Posts Tagged ‘street art’


You won’t read this whole post about Tel Aviv.

October 18, 2011

To kick off our Sukkot holiday, I went to Tel Aviv with Elisa, Benny, and Daniel. This trip was definitely more successful than the first one to Tel Aviv! In this post, I write about:

  • hostel accommodations
  • things we did for free
  • food, food, food
  • a dance performance


Please, enjoy this classic from The Clash while you read this post.



The Florentine Hostel

Instead of booking one in advance, we Googled “hostels in Tel Aviv,” used the Google maps function to browse the different hostel websites, and wrote down the three that won the most points in location, cost efficiency, and look. It really is that easy to travel!

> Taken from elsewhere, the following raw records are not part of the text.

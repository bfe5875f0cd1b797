use std::net::SocketAddr;
use std::path::PathBuf;
use std::sync::Arc;

use anyhow::{Context, Result};
use clap::Parser;
use tracing::info;
use tracing_subscriber::EnvFilter;

use ragpipe_core::config::Config;
use ragpipe_pipeline::bootstrap::from_settings;

mod handlers;

use handlers::{router, AppState};

#[derive(Parser, Debug)]
#[command(
    name = "ragpipe-server",
    about = "HTTP API for ingesting text and answering questions over it"
)]
struct ServerCli {
    /// Directory holding config.toml and the config.<env>.toml overlays.
    #[arg(long, env = "RAGPIPE_CONFIG_DIR", default_value = ".")]
    config_dir: PathBuf,

    /// Address to bind the HTTP server to (host:port); overrides server.host/server.port.
    #[arg(long, env = "RAGPIPE_BIND")]
    bind: Option<String>,
}

#[tokio::main]
async fn main() -> Result<()> {
    tracing_subscriber::fmt()
        .with_env_filter(
            EnvFilter::try_from_default_env().unwrap_or_else(|_| EnvFilter::new("info")),
        )
        .with_target(false)
        .init();

    let cli = ServerCli::parse();
    let config = Config::load_from(&cli.config_dir).context("loading configuration")?;
    let settings = config.settings()?;
    info!(env = config.env_name(), "configuration loaded");

    let pipeline = from_settings(&settings).await?;
    let app = router(AppState::new(Arc::new(pipeline)));

    let bind = cli.bind.unwrap_or_else(|| settings.server.bind_addr());
    let addr: SocketAddr = bind.parse().with_context(|| format!("invalid bind address {bind}"))?;
    let listener = tokio::net::TcpListener::bind(addr)
        .await
        .with_context(|| format!("failed to bind {addr}"))?;
    info!(%addr, "ragpipe-server listening");
    axum::serve(listener, app)
        .with_graceful_shutdown(shutdown_signal())
        .await
        .context("server shutdown")?;
    info!("server stopped");
    Ok(())
}

async fn shutdown_signal() {
    let ctrl_c = async {
        let _ = tokio::signal::ctrl_c().await;
    };
    #[cfg(unix)]
    let terminate = async {
        match tokio::signal::unix::signal(tokio::signal::unix::SignalKind::terminate()) {
            Ok(mut sig) => {
                sig.recv().await;
            }
            Err(_) => std::future::pending::<()>().await,
        }
    };
    #[cfg(not(unix))]
    let terminate = std::future::pending::<()>();

    tokio::select! {
        _ = ctrl_c => {},
        _ = terminate => {},
    }
    info!("shutdown signal received");
}
//! System and answer prompts for the chat model.
//!
//! Both prompts can be overridden by dropping `system_prompt.txt` and
//! `answer_prompt.txt` into the configured prompts directory.

use std::fs;
use std::path::Path;

use tracing::debug;

pub const SYSTEM_PROMPT_FILE: &str = "system_prompt.txt";
pub const ANSWER_PROMPT_FILE: &str = "answer_prompt.txt";

const DEFAULT_SYSTEM_PROMPT: &str = "You are an assistant that answers questions \
using the provided context.\n\
Answer precisely and to the point, using only information from the context.\n\
If the context does not contain the answer, say so.";

const DEFAULT_ANSWER_TEMPLATE: &str = "Use the context below to answer the question.\n\n\
Context:\n{context}\n\n\
Question: {question}\n\n\
Give a precise technical answer based on the provided context.";

#[derive(Debug, Clone, PartialEq, Eq)]
pub struct PromptSet {
    pub system: String,
    pub answer_template: String,
}

impl Default for PromptSet {
    fn default() -> Self {
        Self {
            system: DEFAULT_SYSTEM_PROMPT.to_string(),
            answer_template: DEFAULT_ANSWER_TEMPLATE.to_string(),
        }
    }
}

impl PromptSet {
    /// Built-in prompts, replaced by any non-empty override file found in `dir`.
    pub fn load(dir: &Path) -> Self {
        let defaults = Self::default();
        Self {
            system: read_prompt(&dir.join(SYSTEM_PROMPT_FILE)).unwrap_or(defaults.system),
            answer_template: read_prompt(&dir.join(ANSWER_PROMPT_FILE))
                .unwrap_or(defaults.answer_template),
        }
    }

    /// Fill `{context}` and `{question}` into the answer template.
    pub fn render(&self, context: &str, question: &str) -> String {
        self.answer_template.replace("{context}", context).replace("{question}", question)
    }
}

fn read_prompt(path: &Path) -> Option<String> {
    let text = fs::read_to_string(path).ok()?;
    let text = text.trim();
    if text.is_empty() {
        return None;
    }
    debug!(path = %path.display(), "using prompt override");
    Some(text.to_string())
}
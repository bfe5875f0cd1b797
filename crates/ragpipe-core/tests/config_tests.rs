use std::fs;
use std::time::Duration;

use figment::{providers::Serialized, Figment};
use ragpipe_core::config::{resolve_with_base, Config, EmbeddingBackend, Settings};
use tempfile::TempDir;

fn fake_settings() -> Settings {
    let mut settings = Settings::default();
    settings.embedding.provider = EmbeddingBackend::Fake;
    settings
}

#[test]
fn defaults_match_documented_configuration() {
    let s = Settings::default();
    assert_eq!(s.rag.chunk_size, 1000);
    assert_eq!(s.rag.chunk_overlap, 200);
    assert_eq!(s.rag.search_limit, 3);
    assert_eq!(s.rag.vector_dimensionality, 3072);
    assert_eq!(s.rag.call_timeout(), None);
    assert_eq!(s.openai.embed_model, "text-embedding-3-large");
    assert_eq!(s.server.bind_addr(), "127.0.0.1:8080");
}

#[test]
fn openai_backend_requires_an_api_key() {
    let err = Settings::default().validate().unwrap_err();
    assert!(err.to_string().contains("openai.api_key"));
    assert!(fake_settings().validate().is_ok());
}

#[test]
fn zero_search_limit_is_rejected() {
    let mut s = fake_settings();
    s.rag.search_limit = 0;
    assert!(s.validate().is_err());
}

#[test]
fn toml_file_overrides_defaults() {
    let tmp = TempDir::new().unwrap();
    fs::write(
        tmp.path().join("config.toml"),
        r#"
[embedding]
provider = "fake"

[rag]
chunk_size = 64
chunk_overlap = 4
search_limit = 5
vector_dimensionality = 16
call_timeout_secs = 7

[store]
uri = "indexes/lance"
table = "handbook"
"#,
    )
    .unwrap();

    let config = Config::load_for_env(tmp.path(), "custom").expect("load");
    let s = config.settings().expect("settings");
    assert_eq!(s.embedding.provider, EmbeddingBackend::Fake);
    assert_eq!(s.rag.chunk_size, 64);
    assert_eq!(s.rag.chunk_overlap, 4);
    assert_eq!(s.rag.search_limit, 5);
    assert_eq!(s.rag.vector_dimensionality, 16);
    assert_eq!(s.rag.call_timeout(), Some(Duration::from_secs(7)));
    assert_eq!(s.store.table, "handbook");
    assert_eq!(s.store.uri, tmp.path().join("indexes/lance").to_string_lossy());
    assert_eq!(s.prompts.dir, tmp.path().join("prompts"));
    assert_eq!(config.get::<usize>("rag.search_limit").unwrap(), 5);
}

#[test]
fn env_overlay_file_wins_over_base_file() {
    let tmp = TempDir::new().unwrap();
    let base = "[embedding]\nprovider = \"fake\"\n[rag]\nsearch_limit = 2\n";
    fs::write(tmp.path().join("config.toml"), base).unwrap();
    fs::write(tmp.path().join("config.test.toml"), "[rag]\nsearch_limit = 9\n").unwrap();

    let s = Config::load_for_env(tmp.path(), "test").unwrap().settings().unwrap();
    assert_eq!(s.rag.search_limit, 9);
}

#[test]
fn overrides_are_applied_last() {
    let figment = Figment::from(Serialized::defaults(fake_settings()));
    let s = Config::from_figment(figment)
        .with_override("server.port", 9191)
        .with_override("rag.chunk_overlap", 0)
        .settings()
        .unwrap();
    assert_eq!(s.server.port, 9191);
    assert_eq!(s.rag.chunk_overlap, 0);
}

#[test]
fn remote_store_uris_are_left_alone() {
    let mut settings = fake_settings();
    settings.store.uri = "s3://bucket/lance".to_string();
    let s = Config::from_figment(Figment::from(Serialized::defaults(settings))).settings().unwrap();
    assert_eq!(s.store.uri, "s3://bucket/lance");
}

#[test]
fn absolute_paths_are_not_rebased() {
    let tmp = TempDir::new().unwrap();
    let abs = tmp.path().join("prompts");
    assert_eq!(resolve_with_base(std::path::Path::new("/elsewhere"), abs.to_string_lossy()), abs);
    assert_eq!(
        resolve_with_base(std::path::Path::new("/base"), "rel"),
        std::path::PathBuf::from("/base/rel")
    );
}
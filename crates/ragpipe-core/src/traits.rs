//! Capability traits consumed by the pipeline.
//!
//! Every external collaborator is injected as a trait object so production
//! backends and in-memory doubles are interchangeable.

use async_trait::async_trait;

use crate::error::{ProviderError, StoreError};
use crate::types::{IndexedPoint, RetrievedResult};

/// Splits raw text into ordered segment strings.
pub trait TextChunker: Send + Sync {
    fn chunk_text(&self, text: &str) -> Vec<String>;
}

/// Maps text to a dense vector of fixed length.
#[async_trait]
pub trait EmbeddingProvider: Send + Sync {
    /// Stable identifier for the provider/model (e.g. `openai:text-embedding-3-large`).
    fn model_id(&self) -> &str;
    /// Length of every vector this provider returns.
    fn dimension(&self) -> usize;
    async fn embed(&self, text: &str) -> Result<Vec<f32>, ProviderError>;
}

/// Produces a natural-language answer grounded in a context blob.
#[async_trait]
pub trait AnswerGenerator: Send + Sync {
    async fn answer(&self, context: &str, question: &str) -> Result<String, ProviderError>;
}

/// Persists points and answers nearest-neighbour queries.
#[async_trait]
pub trait VectorIndex: Send + Sync {
    /// Make sure the collection exists for vectors of `dimension` length.
    async fn ensure_ready(&self, dimension: usize) -> Result<(), StoreError>;
    /// Write all points as one batch; same ids overwrite.
    async fn upsert(&self, points: &[IndexedPoint]) -> Result<(), StoreError>;
    /// Return up to `limit` neighbours, best first.
    async fn search(
        &self,
        vector: &[f32],
        limit: usize,
    ) -> Result<Vec<RetrievedResult>, StoreError>;
}
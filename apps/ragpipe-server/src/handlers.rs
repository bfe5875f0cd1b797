//! HTTP routes over the shared [`Pipeline`].

use std::sync::Arc;

use axum::extract::rejection::JsonRejection;
use axum::extract::State;
use axum::http::StatusCode;
use axum::response::{IntoResponse, Response};
use axum::routing::{get, post};
use axum::{Json, Router};
use serde::{Deserialize, Serialize};
use tracing::{error, info};

use ragpipe_core::error::{ErrorKind, PipelineError};
use ragpipe_core::types::RetrievedResult;
use ragpipe_pipeline::Pipeline;

#[derive(Clone)]
pub struct AppState {
    pipeline: Arc<Pipeline>,
}

impl AppState {
    pub fn new(pipeline: Arc<Pipeline>) -> Self { Self { pipeline } }
}

pub fn router(state: AppState) -> Router {
    Router::new()
        .route("/health", get(health))
        .route("/ingest", post(ingest_handler))
        .route("/query", post(query_handler))
        .with_state(state)
}

#[derive(Debug, Deserialize)]
pub struct IngestRequest {
    #[serde(default)]
    pub text: String,
    #[serde(default)]
    pub id: String,
}

#[derive(Debug, Serialize, PartialEq, Eq)]
pub struct IngestResponse {
    pub status: &'static str,
    pub chunks: usize,
}

#[derive(Debug, Deserialize)]
pub struct QueryRequest {
    #[serde(default)]
    pub query: String,
}

#[derive(Debug, Serialize)]
pub struct QueryResponse {
    pub answer: String,
    pub context: Vec<RetrievedResult>,
}

#[derive(Debug, Serialize)]
pub struct ErrorBody {
    pub error: String,
    pub message: String,
}

/// Error response with the status picked from the failure kind.
#[derive(Debug)]
pub struct ApiError {
    status: StatusCode,
    message: String,
}

impl ApiError {
    fn bad_request(message: impl Into<String>) -> Self {
        Self { status: StatusCode::BAD_REQUEST, message: message.into() }
    }

    fn pipeline(context: &str, err: PipelineError) -> Self {
        let status = status_for(err.kind());
        if status.is_server_error() {
            error!(kind = err.kind().as_str(), error = %err, "{context}");
        }
        Self { status, message: format!("{context}: {err}") }
    }

    pub fn status(&self) -> StatusCode { self.status }
}

impl IntoResponse for ApiError {
    fn into_response(self) -> Response {
        let body = ErrorBody {
            error: self.status.canonical_reason().unwrap_or("Error").to_string(),
            message: self.message,
        };
        (self.status, Json(body)).into_response()
    }
}

pub fn status_for(kind: ErrorKind) -> StatusCode {
    match kind {
        ErrorKind::NoContent => StatusCode::BAD_REQUEST,
        ErrorKind::NoResults => StatusCode::NOT_FOUND,
        ErrorKind::EmbeddingFailed | ErrorKind::AnswerFailed => StatusCode::BAD_GATEWAY,
        ErrorKind::IndexWriteFailed | ErrorKind::SearchFailed | ErrorKind::Provisioning => {
            StatusCode::SERVICE_UNAVAILABLE
        }
    }
}

#[derive(Debug, Serialize)]
pub struct HealthResponse {
    pub status: &'static str,
}

async fn health() -> Json<HealthResponse> {
    Json(HealthResponse { status: "ok" })
}

fn invalid_body(rejection: JsonRejection) -> ApiError {
    ApiError::bad_request(format!("invalid request body: {}", rejection.body_text()))
}

pub async fn ingest_handler(
    State(state): State<AppState>,
    payload: Result<Json<IngestRequest>, JsonRejection>,
) -> Result<Json<IngestResponse>, ApiError> {
    let Json(request) = payload.map_err(invalid_body)?;
    if request.text.is_empty() {
        return Err(ApiError::bad_request("text is required"));
    }
    let report = state
        .pipeline
        .ingest(&request.text, &request.id)
        .await
        .map_err(|e| ApiError::pipeline("failed to ingest text", e))?;
    info!(doc_id = %report.doc_id, chunks = report.chunks, "ingest request served");
    Ok(Json(IngestResponse { status: "success", chunks: report.chunks }))
}

pub async fn query_handler(
    State(state): State<AppState>,
    payload: Result<Json<QueryRequest>, JsonRejection>,
) -> Result<Json<QueryResponse>, ApiError> {
    let Json(request) = payload.map_err(invalid_body)?;
    if request.query.is_empty() {
        return Err(ApiError::bad_request("query is required"));
    }
    let answer = state
        .pipeline
        .answer(&request.query)
        .await
        .map_err(|e| ApiError::pipeline("failed to process query", e))?;
    Ok(Json(QueryResponse { answer: answer.answer, context: answer.context }))
}
//! ragpipe-vector
//!
//! [`VectorIndex`](ragpipe_core::traits::VectorIndex) backends: a persistent
//! LanceDB table and an in-memory map for tests and the offline profile.

pub mod lance;
pub mod memory;
pub mod schema;
pub mod table;

pub use lance::LanceIndex;
pub use memory::{cosine_similarity, MemoryIndex};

I might remind you that we decided to travel on the first day of Sukkot. Everything—shops, cafes, and all that is touristy—was closed! That said, the first hostel we visited was a bust. It’s a good thing we had three to choose from! The second hostel we visited didn’t look too promising on the outside either. But we rang the bell and were invited up. We found what felt like a rooftop casbah. Welcome to the Florentine Hostel. We paid 60 NIS to sleep there for one night. Yes, yes, we slept outside. It’s funny, the touristy mindset you take on, and what kind of experiences you’ll pay for.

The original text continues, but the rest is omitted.